A Rip Through Time by Kelley Armstrong


I love Kelley Armstrong. My favourite Series of her’s is the Cainsville Series.” I started the first one, Omens, and then proceeded to stay awake all night reading it. There are 5 titles in this Series if you’re interested.
Armstrong’s newest novel is A Rip Through Time which sets us up for a whole new series; this one is about serial killers and time travel. HOW FUN DOES THIS SOUND!
Mallory, our heroine, is a homicide detective from Vancouver. She is in Edinburgh, Scotland, to be with her dying grandmother. While on an evening run she hears a scream and goes to investigate just to be knocked unconscious. She then wakes up in the year 1869, inhabiting the body of a young housemaid named Catriona. Mallory soon discovers that Catriona was strangled in the same alley more than a century before Mallory was attacked.
Mallory now takes it upon herself to solve Catriona’s murder, all the while trying to figure out how to get back to her own time and place in history.
My favouite thing about Armstrong’s writing, besides the incredibly imaginative and entertaining plot, is the voice of her protagonists. The first-person narration presents Mallory as a funny best friend relaying a crazy story over a bottle of whiskey. But, of course, the more you drink the crazier the story becomes, and you laugh and laugh and laugh until your belly aches.

A Rip Through Time will not be published until June 2022 making it the perfect addition to your summer reading list.

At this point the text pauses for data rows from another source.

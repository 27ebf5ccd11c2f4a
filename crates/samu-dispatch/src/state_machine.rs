//! 事件与车辆状态机
//!
//! 事件生命周期按事件驱动（转换表），车辆状态按目标状态驱动（合法边集合）。

use samu_core::{OccurrenceState, Result, SamuError, VehicleStatus};
use serde::{Deserialize, Serialize};
use std::collections::{HashMap, HashSet};

/// 事件状态转换触发
#[derive(Debug, Clone, Copy, Serialize, Deserialize, PartialEq, Eq, Hash)]
pub enum OccurrenceEvent {
    Escalate,
    StartRegulation,
    AbortRegulation,
    FinishRegulation,
    Close,
}

/// 事件生命周期状态机
#[derive(Debug)]
pub struct OccurrenceStateMachine {
    transitions: HashMap<(OccurrenceState, OccurrenceEvent), OccurrenceState>,
}

impl OccurrenceStateMachine {
    /// 创建新的状态机实例
    pub fn new() -> Self {
        let mut transitions = HashMap::new();

        transitions.insert(
            (OccurrenceState::Open, OccurrenceEvent::Escalate),
            OccurrenceState::AwaitingRegulation,
        );
        transitions.insert(
            (OccurrenceState::AwaitingRegulation, OccurrenceEvent::StartRegulation),
            OccurrenceState::InRegulation,
        );
        // 唯一的回退边
        transitions.insert(
            (OccurrenceState::InRegulation, OccurrenceEvent::AbortRegulation),
            OccurrenceState::AwaitingRegulation,
        );
        transitions.insert(
            (OccurrenceState::InRegulation, OccurrenceEvent::FinishRegulation),
            OccurrenceState::Regulated,
        );

        for state in OccurrenceState::all() {
            if !state.is_terminal() {
                transitions.insert((state, OccurrenceEvent::Close), OccurrenceState::Closed);
            }
        }

        Self { transitions }
    }

    /// 检查状态转换是否有效
    pub fn can_transition(&self, from: &OccurrenceState, event: &OccurrenceEvent) -> bool {
        self.transitions.contains_key(&(*from, *event))
    }

    /// 执行状态转换
    pub fn transition(
        &self,
        from: &OccurrenceState,
        event: &OccurrenceEvent,
    ) -> Result<OccurrenceState> {
        match self.transitions.get(&(*from, *event)) {
            Some(to) => Ok(*to),
            None => Err(SamuError::illegal_transition("occurrence", from, event)),
        }
    }

    /// 获取状态的所有可能事件
    pub fn get_possible_events(&self, current_state: &OccurrenceState) -> Vec<OccurrenceEvent> {
        self.transitions
            .keys()
            .filter(|(state, _)| state == current_state)
            .map(|(_, event)| *event)
            .collect()
    }
}

impl Default for OccurrenceStateMachine {
    fn default() -> Self {
        Self::new()
    }
}

/// 车辆全局状态机
#[derive(Debug)]
pub struct VehicleStatusMachine {
    edges: HashSet<(VehicleStatus, VehicleStatus)>,
}

impl VehicleStatusMachine {
    pub fn new() -> Self {
        use VehicleStatus::*;

        let mut edges = HashSet::new();

        // 出车流程
        edges.insert((Available, EnRoute));
        edges.insert((EnRoute, AtScene));
        edges.insert((AtScene, Transporting));
        edges.insert((Transporting, Available));

        // 行政状态；故障车辆只能进入维护
        for from in VehicleStatus::all() {
            if from == Broken {
                continue;
            }
            for to in [Maintenance, Unavailable, Broken] {
                if from != to {
                    edges.insert((from, to));
                }
            }
        }
        edges.insert((Broken, Maintenance));

        // 恢复服务
        edges.insert((Maintenance, Available));
        edges.insert((Unavailable, Available));

        Self { edges }
    }

    pub fn can_transition(&self, from: VehicleStatus, to: VehicleStatus) -> bool {
        self.edges.contains(&(from, to))
    }

    pub fn transition(&self, from: VehicleStatus, to: VehicleStatus) -> Result<VehicleStatus> {
        if self.can_transition(from, to) {
            Ok(to)
        } else {
            Err(SamuError::illegal_transition("vehicle", from, to))
        }
    }

    /// 从当前状态可达的所有状态
    pub fn get_possible_targets(&self, from: VehicleStatus) -> Vec<VehicleStatus> {
        let mut targets: Vec<VehicleStatus> = self
            .edges
            .iter()
            .filter(|(state, _)| *state == from)
            .map(|(_, to)| *to)
            .collect();
        targets.sort();
        targets
    }
}

impl Default for VehicleStatusMachine {
    fn default() -> Self {
        Self::new()
    }
}

#[cfg(test)]
mod tests {
    use super::*;

    #[test]
    fn test_occurrence_happy_path() {
        let sm = OccurrenceStateMachine::new();

        let state = sm
            .transition(&OccurrenceState::Open, &OccurrenceEvent::Escalate)
            .unwrap();
        assert_eq!(state, OccurrenceState::AwaitingRegulation);
        let state = sm.transition(&state, &OccurrenceEvent::StartRegulation).unwrap();
        assert_eq!(state, OccurrenceState::InRegulation);
        let state = sm.transition(&state, &OccurrenceEvent::FinishRegulation).unwrap();
        assert_eq!(state, OccurrenceState::Regulated);
        let state = sm.transition(&state, &OccurrenceEvent::Close).unwrap();
        assert_eq!(state, OccurrenceState::Closed);
    }

    #[test]
    fn test_occurrence_invalid_transitions() {
        let sm = OccurrenceStateMachine::new();

        assert!(!sm.can_transition(&OccurrenceState::Open, &OccurrenceEvent::StartRegulation));
        assert!(!sm.can_transition(&OccurrenceState::Regulated, &OccurrenceEvent::Escalate));
        assert!(!sm.can_transition(
            &OccurrenceState::AwaitingRegulation,
            &OccurrenceEvent::AbortRegulation
        ));
        assert!(sm.get_possible_events(&OccurrenceState::Closed).is_empty());

        match sm.transition(&OccurrenceState::Closed, &OccurrenceEvent::Close) {
            Err(SamuError::IllegalStateTransition { from, .. }) => assert_eq!(from, "Closed"),
            other => panic!("unexpected result: {:?}", other),
        }
    }

    #[test]
    fn test_close_from_any_open_state() {
        let sm = OccurrenceStateMachine::new();
        for state in OccurrenceState::all() {
            assert_eq!(
                sm.can_transition(&state, &OccurrenceEvent::Close),
                !state.is_terminal()
            );
        }
    }

    #[test]
    fn test_vehicle_dispatch_sequence() {
        let sm = VehicleStatusMachine::new();

        assert!(sm.can_transition(VehicleStatus::Available, VehicleStatus::EnRoute));
        assert!(sm.can_transition(VehicleStatus::EnRoute, VehicleStatus::AtScene));
        assert!(sm.can_transition(VehicleStatus::AtScene, VehicleStatus::Transporting));
        assert!(sm.can_transition(VehicleStatus::Transporting, VehicleStatus::Available));

        // 必须经过中间状态
        assert!(!sm.can_transition(VehicleStatus::Available, VehicleStatus::Transporting));
        assert!(!sm.can_transition(VehicleStatus::Available, VehicleStatus::AtScene));
        assert!(!sm.can_transition(VehicleStatus::EnRoute, VehicleStatus::Available));
    }

    #[test]
    fn test_broken_vehicle_only_goes_to_maintenance() {
        let sm = VehicleStatusMachine::new();

        assert_eq!(
            sm.get_possible_targets(VehicleStatus::Broken),
            vec![VehicleStatus::Maintenance]
        );
        assert!(sm
            .transition(VehicleStatus::Broken, VehicleStatus::Available)
            .is_err());
        assert!(sm.can_transition(VehicleStatus::Transporting, VehicleStatus::Broken));
        assert!(sm.can_transition(VehicleStatus::Maintenance, VehicleStatus::Available));
    }
}
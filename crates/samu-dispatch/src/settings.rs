//! 调度核心的运行参数

use serde::{Deserialize, Serialize};
use std::time::Duration;

/// 调度核心参数
#[derive(Debug, Clone, Serialize, Deserialize)]
pub struct DispatchSettings {
    /// 地理编码最长等待时间
    pub geocoding_timeout: Duration,
    /// 优先级等级不大于该值时立即通知调节席
    pub urgent_level: u8,
    /// 候选车辆搜索半径（公里）
    pub search_radius_km: f64,
    pub readiness: ReadinessSettings,
    pub notification_capacity: usize,
    pub dashboard: DashboardSettings,
}

impl Default for DispatchSettings {
    fn default() -> Self {
        Self {
            geocoding_timeout: Duration::from_secs(3),
            urgent_level: 2,
            search_radius_km: 50.0,
            readiness: ReadinessSettings::default(),
            notification_capacity: 1024,
            dashboard: DashboardSettings::default(),
        }
    }
}

/// 就绪度评分中的油量阈值（百分比）
#[derive(Debug, Clone, Copy, Serialize, Deserialize)]
pub struct ReadinessSettings {
    pub fuel_high_percent: f32,
    pub fuel_low_percent: f32,
}

impl Default for ReadinessSettings {
    fn default() -> Self {
        Self {
            fuel_high_percent: 50.0,
            fuel_low_percent: 25.0,
        }
    }
}

/// 看板告警阈值
#[derive(Debug, Clone, Copy, Serialize, Deserialize)]
pub struct DashboardSettings {
    pub regulation_wait_alert_minutes: i64,
    /// 可用车辆比例低于该值时告警（0-1）
    pub availability_alert_ratio: f64,
    pub critical_list_size: usize,
}

impl Default for DashboardSettings {
    fn default() -> Self {
        Self {
            regulation_wait_alert_minutes: 30,
            availability_alert_ratio: 0.3,
            critical_list_size: 10,
        }
    }
}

The Dictionary of Lost Words by Pip Williams

I’m a nerd. I love books. I especially love books about books, libraries, and words. I also gravitate towards feminist literature. Lucky for me, The Dictionary of Lost Words is a wonderful combination of both.
Our protagonist Esme loves words as well, probably because she spends her childhood under the table in the scriptorium where her father works compiling words and definitions for the Oxford English Dictionary. While there, little treasures in the form of words accidentally fall from the table, and she reverently gathers them up and keeps them safe. However, as she gets older, Esme notices that other words are carelessly left and that these words tend to be more relevant to the world of women. So Esme takes it upon herself to collect as many words as she can so that she can build a dictionary that will acknowledge and preserve these words.
I love Esme. She is curious and brave and so, so smart. I love the relationship he has with her father; for a man who works with words, he can find no word appropriate enough to express the love he has for Esme.
I fell into this story immediately. William’s vividly transported me back in history, where I viewed a world from the shoulder of a fictional character whose story was inspired by true events. What a wonderful place to experience history!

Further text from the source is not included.